Selon Poutine, l'Ukraine n'a aucune tradition de statut étatique et est devenue un simple outil de l'expansionnisme américain et de l'OTAN, ce qui représente une menace pour la sécurité de la Russie. Dans un discours bizarre prononcé la veille de l'assaut de ses troupes de l'autre côté de la frontière, Poutine est même allé jusqu'à déclarer que l'Ukraine tente d'acquérir des armes nucléaires. En fait, lorsque l'Union soviétique s'est effondrée au début des années 1990, l'Ukraine – qui abritait à l'époque le troisième arsenal nucléaire mondial – a cédé ses armes nucléaires à la Russie avec le soutien diplomatique actif des États-Unis « maléfiques ».
L'Ukraine a agi en ce sens parce qu'elle avait reçu des « garanties » de son intégrité territoriale, comme le stipule le Mémorandum de Budapest du 5 décembre 1994. Ce document a été signé par les puissances garantes : les États-Unis, le Royaume-Uni et la Russie, aux côtés de l'Ukraine, de la Biélorussie et du Kazakhstan (les deux derniers ont abandonné leurs petits arsenaux nucléaires hérités de l'URSS).

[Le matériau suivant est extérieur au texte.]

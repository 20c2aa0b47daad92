// Copyright 2025 Neuraville Inc.
// SPDX-License-Identifier: Apache-2.0

//! CLI argument parsing for per-crate debug flags
//!
//! Supports flags like `--debug-praxis-runtime`, `--debug-praxis-supervisor`, etc.

use std::collections::BTreeSet;
use std::env;

use crate::{crate_target, KNOWN_CRATES};

/// Per-crate debug switches
///
/// # Example
/// ```rust
/// use praxis_observability::CrateDebugFlags;
///
/// let flags = CrateDebugFlags::from_args(vec!["--debug-praxis-runtime".to_string()]);
/// assert!(flags.is_enabled("praxis-runtime"));
/// ```
#[derive(Debug, Clone, Default)]
pub struct CrateDebugFlags {
    enabled_crates: BTreeSet<String>,
}

impl CrateDebugFlags {
    /// Parse debug flags from command-line arguments
    ///
    /// Looks for arguments matching `--debug-{crate-name}`.
    /// `--debug-all` enables every known crate.
    pub fn from_args<I>(args: I) -> Self
    where
        I: IntoIterator<Item = String>,
    {
        let mut flags = CrateDebugFlags::default();

        for arg in args {
            if arg == "--debug-all" {
                flags.enable_all();
                continue;
            }

            if let Some(crate_name) = arg.strip_prefix("--debug-") {
                flags.enable(crate_name);
            }
        }

        flags
    }

    /// Merge a `PRAXIS_DEBUG` style value: `all` or comma-separated crate names
    pub fn merge_env_value(&mut self, value: &str) {
        if value.trim() == "all" {
            self.enable_all();
            return;
        }
        for crate_name in value.split(',') {
            let crate_name = crate_name.trim();
            if !crate_name.is_empty() {
                self.enable(crate_name);
            }
        }
    }

    pub fn enable(&mut self, crate_name: &str) {
        self.enabled_crates.insert(crate_name.to_string());
    }

    fn enable_all(&mut self) {
        for crate_name in KNOWN_CRATES {
            self.enable(crate_name);
        }
    }

    pub fn is_enabled(&self, crate_name: &str) -> bool {
        self.enabled_crates.contains(crate_name)
    }

    pub fn enabled_crates(&self) -> impl Iterator<Item = &str> {
        self.enabled_crates.iter().map(String::as_str)
    }

    pub fn any_enabled(&self) -> bool {
        !self.enabled_crates.is_empty()
    }

    /// `DEBUG` for flagged crates, `INFO` otherwise
    pub fn log_level(&self, crate_name: &str) -> tracing::Level {
        if self.is_enabled(crate_name) {
            tracing::Level::DEBUG
        } else {
            tracing::Level::INFO
        }
    }

    /// `EnvFilter` directive string with `info` as the default level
    pub fn to_filter_string(&self) -> String {
        self.to_filter_string_with_default("info")
    }

    /// `EnvFilter` directive string, e.g. `praxis_runtime=debug,warn`
    ///
    /// Crate names are converted to tracing targets (hyphens become underscores).
    pub fn to_filter_string_with_default(&self, default_level: &str) -> String {
        let mut filters: Vec<String> = self
            .enabled_crates
            .iter()
            .map(|name| format!("{}=debug", crate_target(name)))
            .collect();
        filters.push(default_level.to_string());
        filters.join(",")
    }
}

/// Parse debug flags from process arguments and the `PRAXIS_DEBUG` environment variable
pub fn parse_debug_flags() -> CrateDebugFlags {
    let mut flags = CrateDebugFlags::from_args(env::args());

    if let Ok(env_var) = env::var("PRAXIS_DEBUG") {
        flags.merge_env_value(&env_var);
    }

    flags
}

/// Generate help text for debug flags
pub fn debug_flags_help() -> String {
    format!(
        r#"Debug Flags:
  --debug-all                    Enable debug logging for all crates
  --debug-{{crate-name}}          Enable debug logging for specific crate

Available crates:
  {}

Environment Variable:
  PRAXIS_DEBUG={{crate-name}}[,{{crate-name}}]  Enable debug for crates (comma-separated)
  PRAXIS_DEBUG=all                               Enable debug for all crates

Examples:
  --debug-praxis-supervisor
  --debug-praxis-runtime --debug-praxis-humanization
  PRAXIS_DEBUG=praxis-runtime,praxis-supervisor
"#,
        KNOWN_CRATES.join(", ")
    )
}
// Copyright 2025 Neuraville Inc.
// SPDX-License-Identifier: Apache-2.0

use thiserror::Error;

#[derive(Error, Debug)]
pub enum HumanizationError {
    #[error("Corpus I/O failed: {0}")]
    Io(#[from] std::io::Error),

    #[error("Corpus document is malformed: {0}")]
    Format(#[from] serde_json::Error),
}

pub type Result<T> = std::result::Result<T, HumanizationError>;
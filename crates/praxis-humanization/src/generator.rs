// Copyright 2025 Neuraville Inc.
// SPDX-License-Identifier: Apache-2.0

//! # Humanization Generator
//!
//! Stateful source of humanized delays and cursor waypoints.
//!
//! ## Design
//! - Owns its RNG, fatigue state and learned corpus; none of it is shared
//! - Must be driven from a single thread (the action phase). It is `Send`
//!   so it can move into that thread, and holds no locks.
//! - `movement_waypoint` returns ONE point at t = 0.8 along a perturbed cubic
//!   Bézier curve; callers step repeatedly to approximate a trajectory

use crate::corpus::{self, CorpusDocument, MovementSample, PatternCorpus};
use crate::motion::{cubic_bezier, Point2, WAYPOINT_T};
use crate::timing::{ActionKind, HumanizationParams, TimingState};
use rand::rngs::StdRng;
use rand::{Rng, SeedableRng};
use std::time::{Duration, Instant};
use tracing::{debug, trace};

const CURVE_SPREAD: f64 = 0.3;
const FIRST_CONTROL_AT: f64 = 0.3;
const SECOND_CONTROL_AT: f64 = 0.7;
const FIRST_CONTROL_WOBBLE: f64 = 0.2;
const SECOND_CONTROL_WOBBLE: f64 = 0.15;
const JITTER_PX: f64 = 1.0;
const LEVEL_DELAY_SCALE: f64 = 0.5;

pub struct HumanizationGenerator {
    params: HumanizationParams,
    timing: TimingState,
    rng: StdRng,
    corpus: PatternCorpus,
}

impl HumanizationGenerator {
    pub fn new(params: HumanizationParams) -> Self {
        Self::starting_at(params, Instant::now())
    }

    /// Generator whose idle clock starts at `origin`
    pub fn starting_at(params: HumanizationParams, origin: Instant) -> Self {
        let rng = match params.seed {
            Some(seed) => StdRng::seed_from_u64(seed),
            None => StdRng::from_entropy(),
        };
        Self {
            params,
            timing: TimingState::new(origin),
            rng,
            corpus: PatternCorpus::new(),
        }
    }

    pub fn params(&self) -> &HumanizationParams {
        &self.params
    }

    /// Replace parameters, keeping fatigue, RNG and corpus
    pub fn set_params(&mut self, params: HumanizationParams) {
        if params.seed != self.params.seed {
            if let Some(seed) = params.seed {
                self.rng = StdRng::seed_from_u64(seed);
            }
        }
        self.params = params;
    }

    pub fn timing(&self) -> &TimingState {
        &self.timing
    }

    pub fn fatigue(&self) -> f64 {
        self.timing.fatigue_multiplier()
    }

    /// Humanized delay for `kind`, advancing fatigue as of now
    pub fn delay(&mut self, kind: ActionKind) -> Duration {
        self.delay_at(kind, Instant::now())
    }

    /// `base × fatigue × (1 + level/100 × 0.5) ± variance`, never negative
    pub fn delay_at(&mut self, kind: ActionKind, now: Instant) -> Duration {
        let base = self.params.base_delay_ms(kind);
        let fatigue = self
            .timing
            .advance(now, self.params.idle_fatigue_threshold);
        let scale = 1.0 + self.params.human_factor() * LEVEL_DELAY_SCALE;
        let variance = self.symmetric(self.params.reaction_variance_ms as f64);

        let delay_ms = (base * fatigue * scale + variance).max(0.0);
        trace!(
            "[HUMANIZE] {} delay {:.1} ms (fatigue {:.2})",
            kind,
            delay_ms,
            fatigue
        );
        Duration::from_nanos((delay_ms * 1_000_000.0).round() as u64)
    }

    /// One intermediate waypoint from `start` toward `target`
    pub fn movement_waypoint(&mut self, start: Point2, target: Point2) -> Point2 {
        let delta = target - start;
        let distance = delta.norm();
        let spread = CURVE_SPREAD * self.params.human_factor() * self.params.speed_factor();

        let wobble1 = Point2::new(self.symmetric(spread), self.symmetric(spread))
            * (distance * FIRST_CONTROL_WOBBLE);
        let wobble2 = Point2::new(self.symmetric(spread), self.symmetric(spread))
            * (distance * SECOND_CONTROL_WOBBLE);

        let control1 = start + delta * FIRST_CONTROL_AT + wobble1;
        let control2 = start + delta * SECOND_CONTROL_AT + wobble2;

        cubic_bezier(start, control1, control2, target, WAYPOINT_T)
    }

    /// `point` plus up to ±1 px × humanization level on each axis
    pub fn jitter(&mut self, point: Point2) -> Point2 {
        let bound = JITTER_PX * self.params.human_factor();
        Point2::new(
            point.x + self.symmetric(bound),
            point.y + self.symmetric(bound),
        )
    }

    /// Offer a sample to the learned corpus; see [`PatternCorpus::ingest`]
    pub fn ingest(&mut self, sample: MovementSample) -> bool {
        self.corpus.ingest(sample)
    }

    /// Ingest every pattern of a document, returning how many were accepted
    pub fn ingest_corpus(&mut self, document: CorpusDocument) -> usize {
        let offered = document.patterns.len();
        let accepted = document
            .into_samples()
            .map(|sample| self.corpus.ingest(sample))
            .filter(|accepted| *accepted)
            .count();
        debug!(
            "[HUMANIZE] Corpus ingest accepted {}/{} patterns ({} retained)",
            accepted,
            offered,
            self.corpus.len()
        );
        accepted
    }

    pub fn corpus(&self) -> &PatternCorpus {
        &self.corpus
    }

    /// See [`corpus::naturalness_score`]
    pub fn naturalness_score(sample: &MovementSample) -> f64 {
        corpus::naturalness_score(&sample.waypoints, &sample.timings_ms)
    }

    fn symmetric(&mut self, bound: f64) -> f64 {
        if bound > 0.0 && bound.is_finite() {
            self.rng.gen_range(-bound..=bound)
        } else {
            0.0
        }
    }
}
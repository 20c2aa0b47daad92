// Copyright 2025 Neuraville Inc.
// SPDX-License-Identifier: Apache-2.0

//! Event streaming for loop status changes

use crossbeam::channel::{self, Receiver, Sender};
use parking_lot::Mutex;
use serde::{Deserialize, Serialize};

/// Why the loop reached `Stopped`
#[derive(Debug, Clone, Copy, PartialEq, Eq, Serialize, Deserialize)]
#[serde(rename_all = "snake_case")]
pub enum StopReason {
    /// An operator called `stop()`
    Requested,
    /// Consecutive tick failures reached the threshold
    CircuitBreaker,
}

/// Status change event
#[derive(Debug, Clone, PartialEq, Eq, Serialize, Deserialize)]
pub enum LoopEvent {
    Started,
    Paused,
    Resumed,
    Stopped { reason: StopReason },
}

/// Fan-out of events to any number of subscribers
///
/// Subscribers whose receiver was dropped are pruned on the next publish.
#[derive(Debug, Default)]
pub struct EventBus {
    subscribers: Mutex<Vec<Sender<LoopEvent>>>,
}

impl EventBus {
    pub fn new() -> Self {
        Self::default()
    }

    pub fn subscribe(&self) -> Receiver<LoopEvent> {
        let (tx, rx) = channel::unbounded();
        self.subscribers.lock().push(tx);
        rx
    }

    pub fn publish(&self, event: LoopEvent) {
        self.subscribers
            .lock()
            .retain(|tx| tx.send(event.clone()).is_ok());
    }

    pub fn subscriber_count(&self) -> usize {
        self.subscribers.lock().len()
    }
}

#[cfg(test)]
mod tests {
    use super::*;

    #[test]
    fn test_every_subscriber_receives() {
        let bus = EventBus::new();
        let a = bus.subscribe();
        let b = bus.subscribe();

        bus.publish(LoopEvent::Started);

        assert_eq!(a.try_recv(), Ok(LoopEvent::Started));
        assert_eq!(b.try_recv(), Ok(LoopEvent::Started));
    }

    #[test]
    fn test_dropped_subscriber_pruned() {
        let bus = EventBus::new();
        let keep = bus.subscribe();
        drop(bus.subscribe());

        bus.publish(LoopEvent::Paused);

        assert_eq!(bus.subscriber_count(), 1);
        assert_eq!(keep.try_recv(), Ok(LoopEvent::Paused));
    }
}
// Copyright 2025 Neuraville Inc.
// SPDX-License-Identifier: Apache-2.0

//! Logging configuration types

use serde::{Deserialize, Serialize};
use std::path::PathBuf;

/// Console output format
#[derive(Debug, Clone, Copy, Default, PartialEq, Eq, Serialize, Deserialize)]
#[serde(rename_all = "lowercase")]
pub enum LogFormat {
    #[default]
    Text,
    Json,
}

/// Logging configuration
#[derive(Debug, Clone, Serialize, Deserialize)]
#[serde(default)]
pub struct LoggingConfig {
    /// Default level for crates without a debug flag (trace, debug, info, warn, error)
    pub level: String,

    pub format: LogFormat,

    /// Base directory for run folders when file logging is enabled
    pub log_dir: PathBuf,

    /// Run folders older than this are removed at startup
    pub retention_days: u64,

    /// At most this many run folders are kept
    pub retention_runs: usize,
}

impl Default for LoggingConfig {
    fn default() -> Self {
        LoggingConfig {
            level: "info".to_string(),
            format: LogFormat::Text,
            log_dir: PathBuf::from("./logs"),
            retention_days: 30,
            retention_runs: 10,
        }
    }
}

impl LoggingConfig {
    /// Console-only config at the given level
    pub fn with_level(level: impl Into<String>) -> Self {
        LoggingConfig {
            level: level.into(),
            ..Default::default()
        }
    }
}
// Copyright 2025 Neuraville Inc.
// SPDX-License-Identifier: Apache-2.0

//! Configuration type definitions
//!
//! This module defines all configuration structs that map to sections in
//! `praxis_configuration.toml`.

use serde::{Deserialize, Serialize};
use std::fmt;
use std::str::FromStr;

/// Root configuration structure
#[derive(Debug, Clone, Default, PartialEq, Deserialize, Serialize)]
#[serde(default)]
pub struct PraxisConfig {
    pub system: SystemConfig,
    pub scheduler: SchedulerConfig,
    pub cache: CacheConfig,
    pub supervisor: SupervisorConfig,
    pub humanization: HumanizationConfig,
    pub behavior: BehaviorConfig,
}

/// System-level configuration
#[derive(Debug, Clone, PartialEq, Deserialize, Serialize)]
#[serde(default)]
pub struct SystemConfig {
    pub log_level: String,
}

impl Default for SystemConfig {
    fn default() -> Self {
        Self {
            log_level: "info".to_string(),
        }
    }
}

/// Worker pool sizing
#[derive(Debug, Clone, PartialEq, Deserialize, Serialize)]
#[serde(default)]
pub struct SchedulerConfig {
    pub workers: usize,
}

impl Default for SchedulerConfig {
    fn default() -> Self {
        Self { workers: 4 }
    }
}

/// Frame cache policy
#[derive(Debug, Clone, PartialEq, Deserialize, Serialize)]
#[serde(default)]
pub struct CacheConfig {
    /// Entries at or beyond this age are never served as hits
    pub ttl_ms: u64,
}

impl Default for CacheConfig {
    fn default() -> Self {
        Self { ttl_ms: 1000 }
    }
}

/// Supervisory loop pacing, deadlines and failure policy
#[derive(Debug, Clone, PartialEq, Deserialize, Serialize)]
#[serde(default)]
pub struct SupervisorConfig {
    /// Base inter-tick delay; doubled while throughput is below `fps_threshold`
    pub action_delay_ms: u64,
    pub capture_timeout_ms: u64,
    pub fps_threshold: f64,
    pub max_consecutive_errors: u32,
    pub backoff_timeout_ms: u64,
    pub backoff_perception_ms: u64,
    pub backoff_unknown_ms: u64,
    pub proximity_hold_ms: u64,
}

impl Default for SupervisorConfig {
    fn default() -> Self {
        Self {
            action_delay_ms: 150,
            capture_timeout_ms: 1000,
            fps_threshold: 30.0,
            max_consecutive_errors: 5,
            backoff_timeout_ms: 1000,
            backoff_perception_ms: 500,
            backoff_unknown_ms: 1000,
            proximity_hold_ms: 1000,
        }
    }
}

/// Humanized timing and motion parameters
#[derive(Debug, Clone, PartialEq, Deserialize, Serialize)]
#[serde(default)]
pub struct HumanizationConfig {
    pub mouse_sensitivity: f64,
    pub rotation_speed: u32,
    /// 0 = mechanical, 100 = maximum variation
    pub humanization_level: u32,
    pub reaction_time_ms: u64,
    pub reaction_variance_ms: u64,
    pub idle_fatigue_threshold_secs: u64,
    /// Fixed RNG seed for reproducible runs
    pub seed: Option<u64>,
}

impl Default for HumanizationConfig {
    fn default() -> Self {
        Self {
            mouse_sensitivity: 1.0,
            rotation_speed: 100,
            humanization_level: 80,
            reaction_time_ms: 150,
            reaction_variance_ms: 50,
            idle_fatigue_threshold_secs: 1800,
            seed: None,
        }
    }
}

/// Which block categories the primary task targets
#[derive(Debug, Clone, Copy, Default, PartialEq, Eq, Hash, Deserialize, Serialize)]
#[serde(rename_all = "lowercase")]
pub enum MiningMode {
    #[default]
    Blocks,
    Ores,
    Trees,
    Mixed,
}

impl MiningMode {
    pub fn as_str(&self) -> &'static str {
        match self {
            Self::Blocks => "blocks",
            Self::Ores => "ores",
            Self::Trees => "trees",
            Self::Mixed => "mixed",
        }
    }
}

impl fmt::Display for MiningMode {
    fn fmt(&self, f: &mut fmt::Formatter<'_>) -> fmt::Result {
        f.write_str(self.as_str())
    }
}

impl FromStr for MiningMode {
    type Err = String;

    fn from_str(s: &str) -> Result<Self, Self::Err> {
        match s.to_lowercase().as_str() {
            "blocks" => Ok(Self::Blocks),
            "ores" => Ok(Self::Ores),
            "trees" => Ok(Self::Trees),
            "mixed" => Ok(Self::Mixed),
            other => Err(format!(
                "unknown mining mode '{}', expected blocks, ores, trees or mixed",
                other
            )),
        }
    }
}

/// Decision-phase behaviour
#[derive(Debug, Clone, PartialEq, Deserialize, Serialize)]
#[serde(default)]
pub struct BehaviorConfig {
    pub bot_username: String,
    pub mining_mode: MiningMode,
    /// Percent; 100 = nominal break time
    pub mining_speed: u32,
    pub detection_radius: u32,
    pub proximity_radius: f64,
    pub mention_window_secs: u64,
    pub auto_switch_tools: bool,
    pub avoid_bedrock: bool,
    pub chat_responses: bool,
    pub pause_on_player: bool,
    pub known_players: Vec<String>,
}

impl Default for BehaviorConfig {
    fn default() -> Self {
        Self {
            bot_username: "MinerBot".to_string(),
            mining_mode: MiningMode::Blocks,
            mining_speed: 150,
            detection_radius: 16,
            proximity_radius: 3.0,
            mention_window_secs: 30,
            auto_switch_tools: true,
            avoid_bedrock: true,
            chat_responses: true,
            pause_on_player: true,
            known_players: Vec::new(),
        }
    }
}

Les déclarations de Poutine sont absurdes à l'aune des faits historiques. Son but premier consiste de façon claire à donner à sa propre population une justification pour envahir l'Ukraine. Poutine sait que si les Russes lambdas avaient le choix entre une guerre pour dominer l'Europe de l'Est, et une vie meilleure et plus prospère dans leur pays, ils préféreraient cette dernière option. Comme souvent dans l'histoire russe, le peuple du pays est dépossédé de son avenir par ses dirigeants.
L'accession de la Russie à la puissance mondiale aux XIXe et XXe siècles a entraîné de nombreuses tragédies non seulement pour les voisins qu'elle a subjugués et graduellement absorbés, mais également pour son propre peuple. Les dirigeants actuels de la Chine, en particulier, devraient être conscients de cette histoire, compte tenu du fait que la Russie impériale a conquis davantage de territoire sur la Chine que sur quiconque.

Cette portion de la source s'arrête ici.